Look through the material and copy each line holding "self".
*** Block opens ***
// tests/metrics.rs
//
// Prometheus recorder wired to a real run: counters show up in the
// exposition and the textfile is written atomically.

use async_trait::async_trait;
use scholarship_watcher::config::WatcherConfig;
use scholarship_watcher::country::CountryProfile;
use scholarship_watcher::fetch::{FetchResult, PageFetcher};
use scholarship_watcher::metrics::{Metrics, ENTRIES_NEW, LAST_RUN_TS, PAGES_FAILED, PAGES_FETCHED};
use scholarship_watcher::notify::NotifierMux;
use scholarship_watcher::pipeline::Pipeline;
use std::time::Duration;
use tempfile::tempdir;

const OK_PAGE: &str = "https://listings.example.org/norway";

struct OnePage;

#[async_trait]
impl PageFetcher for OnePage {
    async fn fetch(&self, url: &str) -> FetchResult {
        if url == OK_PAGE {
            FetchResult::ok(
                url,
                r#"<article><h2>Bergen Cloud Computing Scholarship</h2><a href="/s/bergen-cloud">More</a></article>"#
                    .to_string(),
            )
        } else {
            FetchResult::failed(url, "HTTP 503: Service Unavailable", Some(503))
        }
    }

    fn name(&self) -> &'static str {
        "one-page"
    }
}

#[tokio::test]
async fn run_counters_reach_the_textfile() {
    let metrics = Metrics::install().expect("install recorder");
    let dir = tempdir().expect("tempdir");

    let cfg = WatcherConfig {
        urls: vec![OK_PAGE.to_string(), "https://down.example.org/".to_string()],
        data_path: dir.path().join("last_results.json"),
        multi_country: Some(false),
        request_delay: Duration::ZERO,
        ..WatcherConfig::default()
    };
    let report = Pipeline::new(cfg, vec![CountryProfile::norway()], Box::new(OnePage), NotifierMux::new())
        .run()
        .await;
    assert_eq!(report.new_count(), 1);

    let text = metrics.render();
    for needle in [PAGES_FETCHED, PAGES_FAILED, ENTRIES_NEW, LAST_RUN_TS] {
        assert!(text.contains(needle), "exposition missing '{needle}'\n{text}");
    }
    assert!(
        text.lines().any(|l| l.starts_with(ENTRIES_NEW) && l.trim_end().ends_with(" 1")),
        "one new entry counted\n{text}"
    );

    let out = dir.path().join("metrics/watcher.prom");
    metrics.write_textfile(&out).expect("write textfile");
    let written = std::fs::read_to_string(&out).expect("read textfile");
    assert!(written.contains(PAGES_FETCHED));
}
*** Block closes ***
Solution to the exercise:
    async fn fetch(&self, url: &str) -> FetchResult {
    fn name(&self) -> &'static str {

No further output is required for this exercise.